The next site we looked at was IceRocket, backed by Dallas Mavericks owner Mark Cuban. It doesn’t have a list of the top bloggers, but it is a useful resource. At IceRocket, you can search for blog posts by topic or by URL (i.e., find out who is linking to it). This way, you can also compare trends for certain topics to see how who is blogging about what over about a two-month period.
Link tracking is another useful tool provided by IceRocket. They provide a service that lets bloggers track the links to their own posts with a short line of code. This can also be done through the search feature by entering a URL. The aforementioned post by Jason Kottke comes up with 59 sites linking to it. You can really see whose posts are creating buzz around the internet, although Memeorandum, a news summary aggregator drawing from experts and pundits, insiders and outsiders, media professionals and amateur bloggers every 5 minutes, is a simpler one-stop solution to do that.
Google Blog Search
Google’s blog search engine is a more recent development than the others. Its advanced functions and speed are consistent with other Google products. It can search for blog title, authors, and by date (but not any posts before March of 2005). Unfortunately, they do not provide a general ranking list of the top X number of blogs. However, we can use the “link:” feature to see how many sites are linking to some of the more popular sites we’ve seen. We will also compare this to their Google “link:” numbers so we can see how they differ.
(# blogs linking to this blog)
(# sites linking to this site)
Obviously, the numbers vary greatly.
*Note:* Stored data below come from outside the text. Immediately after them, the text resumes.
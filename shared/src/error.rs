//! Closed error taxonomy for admin operations.

use std::fmt;

use thiserror::Error;

/// Remote operation an error originated from. Selects the generic fallback
/// message when the backend does not supply one.
#[derive(Debug, Clone, Copy, PartialEq, Eq)]
pub enum Operation {
    /// `GET /api/admin/inventory`
    Fetch,
    /// `POST /api/admin/inventory`
    Create,
    /// `PUT /api/admin/inventory/{id}`
    Update,
    /// `DELETE /api/admin/inventory/{id}`
    Delete,
}

impl Operation {
    /// Message shown when the backend gives no better explanation.
    pub fn fallback_message(self) -> &'static str {
        match self {
            Operation::Fetch => "Failed to fetch inventory",
            Operation::Create => "Failed to create item",
            Operation::Update => "Failed to update item",
            Operation::Delete => "Failed to delete item",
        }
    }
}

impl fmt::Display for Operation {
    fn fmt(&self, f: &mut fmt::Formatter<'_>) -> fmt::Result {
        let name = match self {
            Operation::Fetch => "fetch",
            Operation::Create => "create",
            Operation::Update => "update",
            Operation::Delete => "delete",
        };
        f.write_str(name)
    }
}

/// Draft field checked by the required-field rule.
#[derive(Debug, Clone, Copy, PartialEq, Eq)]
pub enum DraftField {
    /// Item name.
    Name,
    /// Item description.
    Description,
    /// Category selection.
    Category,
    /// Price text.
    Price,
    /// Stock text.
    Stock,
    /// Brand name.
    Brand,
}

impl fmt::Display for DraftField {
    fn fmt(&self, f: &mut fmt::Formatter<'_>) -> fmt::Result {
        let name = match self {
            DraftField::Name => "name",
            DraftField::Description => "description",
            DraftField::Category => "category",
            DraftField::Price => "price",
            DraftField::Stock => "stock",
            DraftField::Brand => "brand",
        };
        f.write_str(name)
    }
}

/// Client-side rule violation. Raised before any network call.
#[derive(Debug, Clone, PartialEq, Eq, Error)]
pub enum ValidationError {
    /// A required scalar field is blank.
    #[error("Please fill in all required fields")]
    MissingField(DraftField),
    /// Create mode without any selected image file.
    #[error("Please upload at least one image")]
    MissingImages,
    /// Price is not a number greater than zero.
    #[error("Price must be greater than 0")]
    InvalidPrice,
    /// Stock is below zero.
    #[error("Stock cannot be negative")]
    InvalidStock,
    /// Stock is not a number, or has a fractional part.
    #[error("Stock must be a whole number")]
    StockNotWhole,
    /// Stock does not fit the backend's counter.
    #[error("Stock is too large")]
    StockTooLarge,
}

/// Failure of an admin operation.
#[derive(Debug, Clone, PartialEq, Error)]
pub enum AdminError {
    /// No user record or bearer token in the session.
    #[error("Please log in to continue")]
    AuthenticationMissing,
    /// The backend answered 401.
    #[error("Session expired, please log in again")]
    AuthenticationRejected,
    /// The signed-in user is not an administrator.
    #[error("Access denied: administrator privileges required")]
    NotAuthorized {
        /// Role found in the session record.
        role: String,
    },
    /// The draft broke a client-side rule.
    #[error(transparent)]
    ValidationFailed(#[from] ValidationError),
    /// The backend answered 400 to a create or update.
    #[error("{message}")]
    BackendRejected {
        /// Backend-supplied text, or the generic invalid-data message.
        message: String,
    },
    /// Any other non-success response or transport error.
    #[error("{message}")]
    OperationFailed {
        /// Operation that failed.
        operation: Operation,
        /// Backend-supplied text, or the operation's fallback message.
        message: String,
    },
    /// A submit is already waiting for the backend.
    #[error("A save is already in progress")]
    SubmitInFlight,
}

impl AdminError {
    /// Message used when a 400 carries no explanation.
    pub const INVALID_DATA: &'static str = "Invalid item data";

    /// Whether the caller must navigate to the login screen.
    pub fn redirects_to_login(&self) -> bool {
        matches!(
            self,
            AdminError::AuthenticationMissing
                | AdminError::AuthenticationRejected
                | AdminError::NotAuthorized { .. }
        )
    }

    /// Text for the transient user-facing notification.
    pub fn notice(&self) -> String {
        self.to_string()
    }

    pub(crate) fn failed(operation: Operation, message: Option<String>) -> Self {
        let message = message
            .filter(|value| !value.trim().is_empty())
            .unwrap_or_else(|| operation.fallback_message().to_string());
        AdminError::OperationFailed {
            operation,
            message,
        }
    }
}

#[cfg(test)]
mod tests {
    use super::*;

    #[test]
    fn auth_variants_redirect() {
        assert!(AdminError::AuthenticationMissing.redirects_to_login());
        assert!(AdminError::AuthenticationRejected.redirects_to_login());
        assert!(AdminError::NotAuthorized {
            role: "user".into()
        }
        .redirects_to_login());
        assert!(!AdminError::from(ValidationError::InvalidPrice).redirects_to_login());
        assert!(!AdminError::failed(Operation::Delete, None).redirects_to_login());
    }

    #[test]
    fn validation_notice_is_rule_specific() {
        assert_eq!(
            AdminError::from(ValidationError::InvalidStock).notice(),
            "Stock cannot be negative"
        );
        assert_eq!(
            AdminError::from(ValidationError::StockNotWhole).notice(),
            "Stock must be a whole number"
        );
        assert_eq!(
            AdminError::from(ValidationError::MissingField(DraftField::Brand)).notice(),
            "Please fill in all required fields"
        );
    }

    #[test]
    fn failed_prefers_backend_message_over_fallback() {
        let err = AdminError::failed(Operation::Update, Some("Item is locked".into()));
        assert_eq!(err.notice(), "Item is locked");

        let err = AdminError::failed(Operation::Update, Some("   ".into()));
        assert_eq!(err.notice(), "Failed to update item");
    }
}
//! Stateful controller for the inventory admin screen.
//!
//! Owns what the screen shows (the cached list and the modal form) and
//! wires user actions to [`crate::workflow`]. Hosts that cannot hold state
//! across an `await` (Yew function components) drive [`ItemForm`] and the
//! workflow functions directly instead.

use crate::{
    api::InventoryApi,
    draft::ItemForm,
    error::AdminError,
    model::InventoryItem,
    session::{AuthContext, SessionProvider},
    workflow::{self, Saved},
};

/// Inventory admin view state plus its collaborators.
pub struct InventoryAdmin<A: InventoryApi, S> {
    api: A,
    auth: AuthContext<S>,
    items: Vec<InventoryItem>,
    form: ItemForm<A::Upload>,
}

impl<A, S> InventoryAdmin<A, S>
where
    A: InventoryApi,
    S: SessionProvider,
{
    /// Runs the session gate. Loading the list is a separate step.
    pub fn mount(api: A, session: S) -> Result<Self, AdminError> {
        let auth = AuthContext::establish(session)?;
        tracing::info!(admin = %auth.user().display_name(), "inventory admin mounted");
        Ok(Self {
            api,
            auth,
            items: Vec::new(),
            form: ItemForm::default(),
        })
    }

    /// Cached list, exactly as last returned by the backend.
    pub fn items(&self) -> &[InventoryItem] {
        &self.items
    }

    /// Modal form state.
    pub fn form(&self) -> &ItemForm<A::Upload> {
        &self.form
    }

    /// Mutable modal form state, for field edits.
    pub fn form_mut(&mut self) -> &mut ItemForm<A::Upload> {
        &mut self.form
    }

    /// Authentication context in use.
    pub fn auth(&self) -> &AuthContext<S> {
        &self.auth
    }

    /// Backend client in use.
    pub fn api(&self) -> &A {
        &self.api
    }

    /// Replaces the cached list with the backend's. Keeps the old list on
    /// failure.
    pub async fn fetch_inventory(&mut self) -> Result<usize, AdminError> {
        let items = workflow::fetch_inventory(&self.api, &self.auth).await?;
        self.items = items;
        Ok(self.items.len())
    }

    /// Opens the modal with an empty draft.
    pub fn start_create(&mut self) -> Vec<String> {
        self.form.start_create()
    }

    /// Opens the modal on a copy of `item`.
    pub fn start_edit(&mut self, item: &InventoryItem) -> Vec<String> {
        self.form.start_edit(item)
    }

    /// Opens the modal on the cached item with `id`.
    pub fn start_edit_by_id(&mut self, id: &str) -> Option<Vec<String>> {
        let item = self.items.iter().find(|item| item.id == id)?.clone();
        Some(self.form.start_edit(&item))
    }

    /// Replaces the pending image files.
    pub fn select_images(&mut self, files: Vec<(A::Upload, String)>) -> Vec<String> {
        self.form.select_images(files)
    }

    /// Closes the modal without saving.
    pub fn close_modal(&mut self) -> Vec<String> {
        self.form.close()
    }

    /// Validates and persists the draft, then reloads the list.
    ///
    /// Returns the success notice. A failed re-fetch after a successful save
    /// is logged and leaves the previous list in place, unless the session
    /// was rejected.
    pub async fn submit(&mut self) -> Result<String, AdminError> {
        let payload = self.form.begin_submit()?;
        let mode = self.form.mode().clone();
        match workflow::save_item(&self.api, &self.auth, &mode, &payload).await {
            Ok(saved) => {
                self.form.finish_submit(true);
                self.absorb(saved)
            },
            Err(err) => {
                self.form.finish_submit(false);
                Err(err)
            },
        }
    }

    /// Deletes `id` once `confirm` agrees, then reloads the list.
    ///
    /// `Ok(None)` means the user declined.
    pub async fn delete_item<C>(
        &mut self,
        id: &str,
        confirm: C,
    ) -> Result<Option<String>, AdminError>
    where
        C: FnOnce() -> bool,
    {
        match workflow::delete_item(&self.api, &self.auth, id, confirm).await? {
            Some(saved) => self.absorb(saved).map(Some),
            None => Ok(None),
        }
    }

    fn absorb(&mut self, saved: Saved) -> Result<String, AdminError> {
        match saved.items {
            Ok(items) => self.items = items,
            Err(err) if err.redirects_to_login() => return Err(err),
            Err(err) => tracing::warn!(error = %err, "reload after write failed"),
        }
        Ok(saved.notice)
    }
}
This can be attributed to the fact that the Google Blog Search has a much smaller pool of sites in which it finds results and possibly in part due to the fact that these results only date from March 2005. In any case, Google Blog Search rankings and in-links will probably become important benchmarks, and contribute further to Google’s ever-more-impressive earnings.
There is obviously no perfect ranking system on the Internet–either for blogs or for web sites in general– and there probably never will be. Our recommendation is that PubSub try to focus their results on real blogs; too many of their results are commercial sites or blog utilities. Technorati needs to become more accurate in their counts of links. Bloglines and Feedster could be substantially improved if they took the next step and separated the blogs into categories. If your goal is to find the most influential bloggers, in a given category or overall, you’re best off using Technorati.
The ideal system would incorporate elements from all of the services that we’ve discussed–link tracking, in-linking, feed subscriptions, tags, viewer ratings–and then find the best way to weight them. It’s a (much-disputed) truism of biology that “ontogeny recapitulates phylogeny,” but it’s happening here. Blog search engines and ranking tools are recapitulating the evolution of Web search engines such as Google. When Google launched, many thought that the search engine game was already settled, but Google became very powerful because it provided a truly superior search experience. There is room for just as much innovation in the blog search world.